The effect of WLDs on the morphology and mechanical properties of the selected compression-moulded CF-SMC was shown using a combination of EC scanning, micro-CT, and mechanical testing with DIC strain mapping. In particular, it was shown that the introduction of a forced WLD can lead to a severe reduction in tensile strength (up to 80%). The opposing fronts were seen to behave as impermeable boundaries (analogous to the mould cavity walls), with no evidence of fibre intermingling across the fronts at the WLD. It was shown that this lack of fibre bridging across the WLD eliminates the contacts between adjacent carbon fibres, forming an electrical discontinuity that breaks the EC loops in the composite part. Carbon fibre tows were shown to be highly distorted at the weld-line, due to the material flow phenomena, with the highest distortions occurring near the edges of the mould. Defects such as voids and cracks were observed at the WLDs using multiple NDT methods, such as radiography, micro-CT, and EC, and compared to the process simulation results.

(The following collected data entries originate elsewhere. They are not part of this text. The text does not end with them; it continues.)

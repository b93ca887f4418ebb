//! Transport trait for the connection to the daemon

use super::error::Result;
use std::fmt;

/// Acknowledgement read back after a frame
#[derive(Debug, Clone, Copy, PartialEq, Eq)]
pub enum Ack {
    /// `OK`
    Accepted,
    /// `NO`
    Rejected,
    /// Any other two bytes
    Unrecognized([u8; 2]),
}

impl Ack {
    pub const OK: [u8; 2] = *b"OK";
    pub const NO: [u8; 2] = *b"NO";

    pub fn from_bytes(token: [u8; 2]) -> Self {
        match token {
            Self::OK => Ack::Accepted,
            Self::NO => Ack::Rejected,
            other => Ack::Unrecognized(other),
        }
    }

    pub fn to_bytes(self) -> [u8; 2] {
        match self {
            Ack::Accepted => Self::OK,
            Ack::Rejected => Self::NO,
            Ack::Unrecognized(token) => token,
        }
    }

    #[inline]
    pub fn is_accepted(&self) -> bool {
        matches!(self, Ack::Accepted)
    }
}

impl fmt::Display for Ack {
    fn fmt(&self, f: &mut fmt::Formatter<'_>) -> fmt::Result {
        write!(f, "{}", String::from_utf8_lossy(&self.to_bytes()))
    }
}

/// A single stream connection to the daemon
///
/// Implementations are not expected to be safe for concurrent use; the
/// dispatcher holds them behind a mutex and performs a write and its ack
/// read under one lock.
pub trait Transport: Send {
    /// Write one complete frame
    fn send_frame(&mut self, frame: &[u8]) -> Result<()>;

    /// Read the two-byte acknowledgement for the last frame
    fn read_ack(&mut self) -> Result<Ack>;

    /// Drop the current stream, if any, and dial again
    fn reconnect(&mut self) -> Result<()>;

    /// Close the stream
    fn close(&mut self) -> Result<()>;

    /// Whether a stream is open and can take the next frame
    ///
    /// Transports without a stream to lose may keep the default.
    fn is_connected(&self) -> bool {
        true
    }

    fn name(&self) -> &str;
}

impl<T: Transport + ?Sized> Transport for Box<T> {
    fn send_frame(&mut self, frame: &[u8]) -> Result<()> {
        (**self).send_frame(frame)
    }

    fn read_ack(&mut self) -> Result<Ack> {
        (**self).read_ack()
    }

    fn reconnect(&mut self) -> Result<()> {
        (**self).reconnect()
    }

    fn close(&mut self) -> Result<()> {
        (**self).close()
    }

    fn is_connected(&self) -> bool {
        (**self).is_connected()
    }

    fn name(&self) -> &str {
        (**self).name()
    }
}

Furthermore, the technique can also successfully identify and characterise the critical variations in fibre content and alignment inherent in “forced defect free” carbon DFCs. Failure in DFCs occurs when a stress concentration (due to discontinuities in the micro-scale and meso-scale structure) and material weakness coincide. Weakness in DFCs originates from discontinuities, such as in the fibre–matrix interface, and variation in the resin content in meso-scale structure. The discontinuities that lead to failure in DFCs significantly alter the EC complex impedance signal strength, making the EC technique highly sensitive to their presence and uniquely suited to their detection. Consequently, the total current density in the failed region is considered to decay for three reasons, (a) an overall reduction in the volume fraction of conductive fibre (resin-rich regions); (b) out-of-plane orientation of the fibres, thus reducing the in-plane current density; and (c) a continuous, linear electrical discontinuity, created due to the lack of fibre crossing. Using this phenomenon and performing EC scans at multiple sensor orientations, it was possible to elucidate both the local fibre-matrix content and local principal fibre angles at appropriate spatial resolutions for defect characterisation. Comparisons revealed that the principal fibre angle distributions determined from such four-directional EC scans correlated strongly with the distributions obtained by micro-CT for samples with WLDs.

As such, robot-guided EC scanning methods constitute a potential solution for detecting process-induced anisotropic microstructures non-destructively. Charge placement during the development of the moulding process for a given part can be optimised to eliminate or move defects away from critical locations, to reduce material waste and perform routine quality control during production.